The park, located at 201 E. Vine Drive in north Fort Collins, was the first project built as part of an overall Poudre River improvement plan, which was approved in 2014. This unique first phase includes two primary boating features for kayakers, safe river access points, a fish
passage, a pedestrian overlook, a south bank terrace with seating, a children and family play area at the river’s edge, a bridge that connects to the Poudre Trail, and nearly a mile of new paved trails and walkways. It is adorned with 3,000 willow whips lining the river’s edge—which adds to the park’s secluded feeling, even though it is only a stone’s throw away from downtown Fort Collins. In building the park, the City’s aims were not only to provide recreational activities, but to bring the river back to a more natural state, connect the river to the downtown business area, provide safe access to the river, and improve the river floodplain.

A One-of-a-Kind Construction Venture
ECI was hired by the City of Fort Collins as the general contractor for the project due to its capabilities in the construction of elaborate outdoor environments and special experience with waterways. Even with a large portfolio of recreational parks and river projects, a whitewater park was still uncharted territory for the team. Through fastidious pre-construction and execution, the project team followed a detailed process to ensure maximum efficiency and minimize environmental impact.

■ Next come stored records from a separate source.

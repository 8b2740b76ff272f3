//! Toast host: renders the broadcast toast list and owns the dismiss timers.

use crate::core::store::AppStore;
use crate::core::toast::{DEFAULT_TOAST_DURATION_MS, Toast};
use gloo_timers::callback::Timeout;
use std::collections::{HashMap, HashSet};
use yew::prelude::*;
use yewdux::prelude::{Dispatch, use_selector};

#[function_component(ToastHost)]
pub(crate) fn toast_host() -> Html {
    let toasts = use_selector(|store: &AppStore| store.toasts.clone());
    let dispatch = Dispatch::<AppStore>::new();
    // One cancellable handle per toast id. Dropping a handle cancels the
    // pending callback, so a manual dismissal silences its timer.
    let timers = use_mut_ref(HashMap::<String, Timeout>::new);

    {
        let list = toasts.notifications().to_vec();
        let dispatch = dispatch.clone();
        let timers = timers.clone();
        use_effect_with_deps(
            move |list: &Vec<Toast>| {
                let mut timers = timers.borrow_mut();
                let live: HashSet<&str> = list.iter().map(|toast| toast.id.as_str()).collect();
                timers.retain(|id, _| live.contains(id.as_str()));
                for toast in list.iter().filter(|toast| toast.auto_dismisses()) {
                    if !timers.contains_key(&toast.id) {
                        let dispatch = dispatch.clone();
                        let id = toast.id.clone();
                        let delay = u32::try_from(toast.duration_ms)
                            .unwrap_or(DEFAULT_TOAST_DURATION_MS as u32);
                        timers.insert(
                            toast.id.clone(),
                            Timeout::new(delay, move || {
                                dispatch.reduce_mut(|store| store.toasts.remove(&id));
                            }),
                        );
                    }
                }
                || ()
            },
            list,
        );
    }

    html! {
        <div class="toast-host" aria-live="polite" aria-atomic="true">
            {for toasts
                .notifications()
                .iter()
                .map(|toast| render_toast(toast, &dispatch))}
        </div>
    }
}

fn render_toast(toast: &Toast, dispatch: &Dispatch<AppStore>) -> Html {
    let id = toast.id.clone();
    let on_close = {
        let dispatch = dispatch.clone();
        Callback::from(move |_| {
            let id = id.clone();
            dispatch.reduce_mut(move |store| store.toasts.remove(&id));
        })
    };

    html! {
        <div key={toast.id.clone()} class={classes!("toast", toast.kind.alert_class())} role="status">
            <span>{toast.message.clone()}</span>
            <button class="btn btn-ghost" aria-label="Dismiss" onclick={on_close}>{"✕"}</button>
        </div>
    }
}
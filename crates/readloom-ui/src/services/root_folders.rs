//! Root folder resource service and the server-side folder browser.

use crate::core::store::{AppStore, remove_root_folder, set_root_folders, upsert_root_folder};
use crate::services::api::{ApiClient, ApiError};
use readloom_api_models::{RootFolder, RootFolderInput};
use serde::Deserialize;
use std::rc::Rc;
use yewdux::prelude::Dispatch;

const BASE: &str = "/api/rootfolders";

/// One directory listing page from the folder browser endpoint.
#[derive(Clone, Debug, Deserialize, PartialEq, Eq)]
pub struct FolderListing {
    /// Directory that was listed.
    pub path: String,
    /// Parent directory, absent at the filesystem root.
    #[serde(default)]
    pub parent: Option<String>,
    /// Child directories, as absolute paths.
    #[serde(default)]
    pub folders: Vec<String>,
}

/// CRUD over `/api/rootfolders`, writing results through the library cache.
#[derive(Clone)]
pub struct RootFoldersService {
    client: Rc<ApiClient>,
    dispatch: Dispatch<AppStore>,
}

impl RootFoldersService {
    /// Service bound to one gateway client and the shared store.
    #[must_use]
    pub fn new(client: Rc<ApiClient>, dispatch: Dispatch<AppStore>) -> Self {
        Self { client, dispatch }
    }

    /// Fetch all root folders and replace the cached list.
    ///
    /// # Errors
    /// Propagates the gateway's normalized [`ApiError`].
    pub async fn get_all(&self, params: &[(&str, &str)]) -> Result<Vec<RootFolder>, ApiError> {
        let folders: Vec<RootFolder> = self.client.get(BASE, params).await?;
        let cached = folders.clone();
        self.dispatch
            .reduce_mut(|store| set_root_folders(&mut store.library, cached));
        Ok(folders)
    }

    /// Fetch one root folder and merge it into the cache.
    ///
    /// # Errors
    /// Propagates the gateway's normalized [`ApiError`].
    pub async fn get_by_id(&self, id: i64) -> Result<RootFolder, ApiError> {
        let folder: RootFolder = self.client.get(&format!("{BASE}/{id}"), &[]).await?;
        let cached = folder.clone();
        self.dispatch
            .reduce_mut(|store| upsert_root_folder(&mut store.library, cached));
        Ok(folder)
    }

    /// Create a root folder and merge the server's record into the cache.
    ///
    /// # Errors
    /// Propagates the gateway's normalized [`ApiError`].
    pub async fn create(&self, input: &RootFolderInput) -> Result<RootFolder, ApiError> {
        let folder: RootFolder = self.client.post(BASE, input).await?;
        let cached = folder.clone();
        self.dispatch
            .reduce_mut(|store| upsert_root_folder(&mut store.library, cached));
        Ok(folder)
    }

    /// Update a root folder; the server's record wins in the cache.
    ///
    /// # Errors
    /// Propagates the gateway's normalized [`ApiError`].
    pub async fn update(&self, id: i64, input: &RootFolderInput) -> Result<RootFolder, ApiError> {
        let folder: RootFolder = self.client.put(&format!("{BASE}/{id}"), input).await?;
        let cached = folder.clone();
        self.dispatch
            .reduce_mut(|store| upsert_root_folder(&mut store.library, cached));
        Ok(folder)
    }

    /// Delete a root folder and drop it from the cache. The backend rejects
    /// the delete with a 409 while series still live under the folder.
    ///
    /// # Errors
    /// Propagates the gateway's normalized [`ApiError`].
    pub async fn delete(&self, id: i64) -> Result<(), ApiError> {
        let _ack: serde_json::Value = self.client.delete(&format!("{BASE}/{id}")).await?;
        self.dispatch
            .reduce_mut(|store| remove_root_folder(&mut store.library, id));
        Ok(())
    }

    /// List the directories under `path` on the backend host. An empty path
    /// lists the backend's default starting directory.
    ///
    /// # Errors
    /// Propagates the gateway's normalized [`ApiError`].
    pub async fn browse(&self, path: &str) -> Result<FolderListing, ApiError> {
        let pair = [("path", path)];
        let params: &[(&str, &str)] = if path.is_empty() { &[] } else { &pair };
        self.client.get("/api/filesystem/browse", params).await
    }
}
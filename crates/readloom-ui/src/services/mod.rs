//! Gateway, confirmation, and domain resource services.

pub mod api;
pub mod authors;
pub mod calendar;
pub mod collections;
pub mod confirm;
pub mod modals;
pub mod root_folders;
pub mod series;
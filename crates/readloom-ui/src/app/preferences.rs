//! Environment helpers for the app shell.

use gloo::utils::window;
use web_sys::Url;

/// Whether the OS/browser currently prefers a dark color scheme. Treated as
/// unknown (`None`) when the media query API is unavailable.
pub(crate) fn system_prefers_dark() -> Option<bool> {
    window()
        .match_media("(prefers-color-scheme: dark)")
        .ok()
        .flatten()
        .map(|query| query.matches())
}

/// API base URL derived from the page location. The dev server runs the UI on
/// port 8080 with the backend on 7227; any other explicit port is assumed to
/// serve both.
pub(crate) fn api_base_url() -> String {
    let href = window()
        .location()
        .href()
        .unwrap_or_else(|_| "http://localhost:8080".to_string());

    if let Ok(url) = Url::new(&href) {
        let protocol = url.protocol();
        let host = url.hostname();
        let port = url.port();
        let mapped_port = match port.as_str() {
            "" => None,
            "8080" => Some("7227"),
            other => Some(other),
        };

        let mut base = format!("{protocol}//{host}");
        if let Some(port) = mapped_port {
            base.push(':');
            base.push_str(port);
        }
        return base;
    }

    "http://localhost:7227".to_string()
}
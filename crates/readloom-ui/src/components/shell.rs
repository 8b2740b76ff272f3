//! Top-level navigation chrome with the theme toggle.

use crate::app::Route;
use crate::core::theme::ThemeMode;
use yew::prelude::*;
use yew_router::prelude::*;

#[derive(Properties, PartialEq)]
pub(crate) struct AppShellProps {
    pub theme: ThemeMode,
    pub on_toggle_theme: Callback<()>,
    pub active: Route,
    #[prop_or_default]
    pub children: Children,
}

#[function_component(AppShell)]
pub(crate) fn app_shell(props: &AppShellProps) -> Html {
    let on_toggle = {
        let on_toggle_theme = props.on_toggle_theme.clone();
        Callback::from(move |_| on_toggle_theme.emit(()))
    };
    let theme_label = if props.theme.is_dark() {
        "Switch to light theme"
    } else {
        "Switch to dark theme"
    };

    html! {
        <div class="app-shell">
            <header class="app-header">
                <span class="brand">{"Readloom"}</span>
                <nav class="app-nav">
                    {nav_link(&props.active, Route::Home, "Dashboard")}
                    {nav_link(&props.active, Route::Library, "Library")}
                    {nav_link(&props.active, Route::Calendar, "Calendar")}
                    {nav_link(&props.active, Route::Authors, "Authors")}
                    {nav_link(&props.active, Route::Collections, "Collections")}
                    {nav_link(&props.active, Route::Settings, "Settings")}
                </nav>
                <button class="btn btn-ghost" aria-label={theme_label} onclick={on_toggle}>
                    {if props.theme.is_dark() { "🌙" } else { "☀" }}
                </button>
            </header>
            <main class="app-main">
                { for props.children.iter() }
            </main>
        </div>
    }
}

fn nav_link(active: &Route, to: Route, label: &str) -> Html {
    let class = classes!("nav-link", (*active == to).then_some("active"));
    html! {
        <Link<Route> classes={class} to={to}>{label}</Link<Route>>
    }
}
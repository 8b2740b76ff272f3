//! Series resource service, including the nested volume and chapter
//! collections the series/volume/chapter modals edit.

use crate::core::store::{AppStore, remove_series, set_series, upsert_series};
use crate::services::api::{ApiClient, ApiError};
use readloom_api_models::{Chapter, ChapterInput, Series, SeriesInput, Volume, VolumeInput};
use std::rc::Rc;
use yewdux::prelude::Dispatch;

const BASE: &str = "/api/series";

/// CRUD over `/api/series`, writing results through the library cache.
#[derive(Clone)]
pub struct SeriesService {
    client: Rc<ApiClient>,
    dispatch: Dispatch<AppStore>,
}

impl SeriesService {
    /// Service bound to one gateway client and the shared store.
    #[must_use]
    pub fn new(client: Rc<ApiClient>, dispatch: Dispatch<AppStore>) -> Self {
        Self { client, dispatch }
    }

    /// Fetch all series, optionally filtered, and replace the cached list.
    ///
    /// # Errors
    /// Propagates the gateway's normalized [`ApiError`].
    pub async fn get_all(&self, params: &[(&str, &str)]) -> Result<Vec<Series>, ApiError> {
        let series: Vec<Series> = self.client.get(BASE, params).await?;
        let cached = series.clone();
        self.dispatch
            .reduce_mut(|store| set_series(&mut store.library, cached));
        Ok(series)
    }

    /// Fetch one series and merge it into the cache.
    ///
    /// # Errors
    /// Propagates the gateway's normalized [`ApiError`].
    pub async fn get_by_id(&self, id: i64) -> Result<Series, ApiError> {
        let series: Series = self.client.get(&format!("{BASE}/{id}"), &[]).await?;
        let cached = series.clone();
        self.dispatch
            .reduce_mut(|store| upsert_series(&mut store.library, cached));
        Ok(series)
    }

    /// Create a series and merge the server's record into the cache.
    ///
    /// # Errors
    /// Propagates the gateway's normalized [`ApiError`].
    pub async fn create(&self, input: &SeriesInput) -> Result<Series, ApiError> {
        let series: Series = self.client.post(BASE, input).await?;
        let cached = series.clone();
        self.dispatch
            .reduce_mut(|store| upsert_series(&mut store.library, cached));
        Ok(series)
    }

    /// Update a series; the server's record wins in the cache.
    ///
    /// # Errors
    /// Propagates the gateway's normalized [`ApiError`].
    pub async fn update(&self, id: i64, input: &SeriesInput) -> Result<Series, ApiError> {
        let series: Series = self.client.put(&format!("{BASE}/{id}"), input).await?;
        let cached = series.clone();
        self.dispatch
            .reduce_mut(|store| upsert_series(&mut store.library, cached));
        Ok(series)
    }

    /// Delete a series and drop it from the cache.
    ///
    /// # Errors
    /// Propagates the gateway's normalized [`ApiError`].
    pub async fn delete(&self, id: i64) -> Result<(), ApiError> {
        let _ack: serde_json::Value = self.client.delete(&format!("{BASE}/{id}")).await?;
        self.dispatch
            .reduce_mut(|store| remove_series(&mut store.library, id));
        Ok(())
    }

    /// Fetch the volumes of a series, in shelf order.
    ///
    /// # Errors
    /// Propagates the gateway's normalized [`ApiError`].
    pub async fn volumes(&self, series_id: i64) -> Result<Vec<Volume>, ApiError> {
        self.client
            .get(&format!("{BASE}/{series_id}/volumes"), &[])
            .await
    }

    /// Add a volume to a series.
    ///
    /// # Errors
    /// Propagates the gateway's normalized [`ApiError`].
    pub async fn create_volume(
        &self,
        series_id: i64,
        input: &VolumeInput,
    ) -> Result<Volume, ApiError> {
        let volume = self
            .client
            .post(&format!("{BASE}/{series_id}/volumes"), input)
            .await?;
        self.refresh_counts(series_id).await;
        Ok(volume)
    }

    /// Update one volume of a series.
    ///
    /// # Errors
    /// Propagates the gateway's normalized [`ApiError`].
    pub async fn update_volume(
        &self,
        series_id: i64,
        volume_id: i64,
        input: &VolumeInput,
    ) -> Result<Volume, ApiError> {
        self.client
            .put(&format!("{BASE}/{series_id}/volumes/{volume_id}"), input)
            .await
    }

    /// Remove one volume of a series.
    ///
    /// # Errors
    /// Propagates the gateway's normalized [`ApiError`].
    pub async fn delete_volume(&self, series_id: i64, volume_id: i64) -> Result<(), ApiError> {
        let _ack: serde_json::Value = self
            .client
            .delete(&format!("{BASE}/{series_id}/volumes/{volume_id}"))
            .await?;
        self.refresh_counts(series_id).await;
        Ok(())
    }

    /// Fetch the chapters of a series, in reading order.
    ///
    /// # Errors
    /// Propagates the gateway's normalized [`ApiError`].
    pub async fn chapters(&self, series_id: i64) -> Result<Vec<Chapter>, ApiError> {
        self.client
            .get(&format!("{BASE}/{series_id}/chapters"), &[])
            .await
    }

    /// Add a chapter to a series.
    ///
    /// # Errors
    /// Propagates the gateway's normalized [`ApiError`].
    pub async fn create_chapter(
        &self,
        series_id: i64,
        input: &ChapterInput,
    ) -> Result<Chapter, ApiError> {
        let chapter = self
            .client
            .post(&format!("{BASE}/{series_id}/chapters"), input)
            .await?;
        self.refresh_counts(series_id).await;
        Ok(chapter)
    }

    /// Update one chapter of a series.
    ///
    /// # Errors
    /// Propagates the gateway's normalized [`ApiError`].
    pub async fn update_chapter(
        &self,
        series_id: i64,
        chapter_id: i64,
        input: &ChapterInput,
    ) -> Result<Chapter, ApiError> {
        self.client
            .put(&format!("{BASE}/{series_id}/chapters/{chapter_id}"), input)
            .await
    }

    /// Remove one chapter of a series.
    ///
    /// # Errors
    /// Propagates the gateway's normalized [`ApiError`].
    pub async fn delete_chapter(&self, series_id: i64, chapter_id: i64) -> Result<(), ApiError> {
        let _ack: serde_json::Value = self
            .client
            .delete(&format!("{BASE}/{series_id}/chapters/{chapter_id}"))
            .await?;
        self.refresh_counts(series_id).await;
        Ok(())
    }

    // Nested mutations change the parent's volume/chapter counts. Refresh is
    // best effort: the mutation already succeeded, and a fetch failure was
    // logged by the gateway.
    async fn refresh_counts(&self, series_id: i64) {
        if let Ok(series) = self
            .client
            .get::<Series>(&format!("{BASE}/{series_id}"), &[])
            .await
        {
            self.dispatch
                .reduce_mut(|store| upsert_series(&mut store.library, series));
        }
    }
}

“This project was the first whitewater park ECI built,” says Jeron Siegert, project manager at ECI. “It was very different from our other projects in many ways, largely because the recreational and waterway components were combined, rather than have the recreational piece be in a playground.”

The first phase consisted of setting all dewatering operations to divert the water from the south two-thirds portion of the river stretch to the north one-third portion of the stretch, allowing all work to be performed on the southern two-thirds of the channel. Once this initial phase was completed, the project team switched the flow of water from the south two-thirds to the north one-third to focus on the second stretch. During this time, a pedestrian bridge measuring 187 feet in length was installed across the river.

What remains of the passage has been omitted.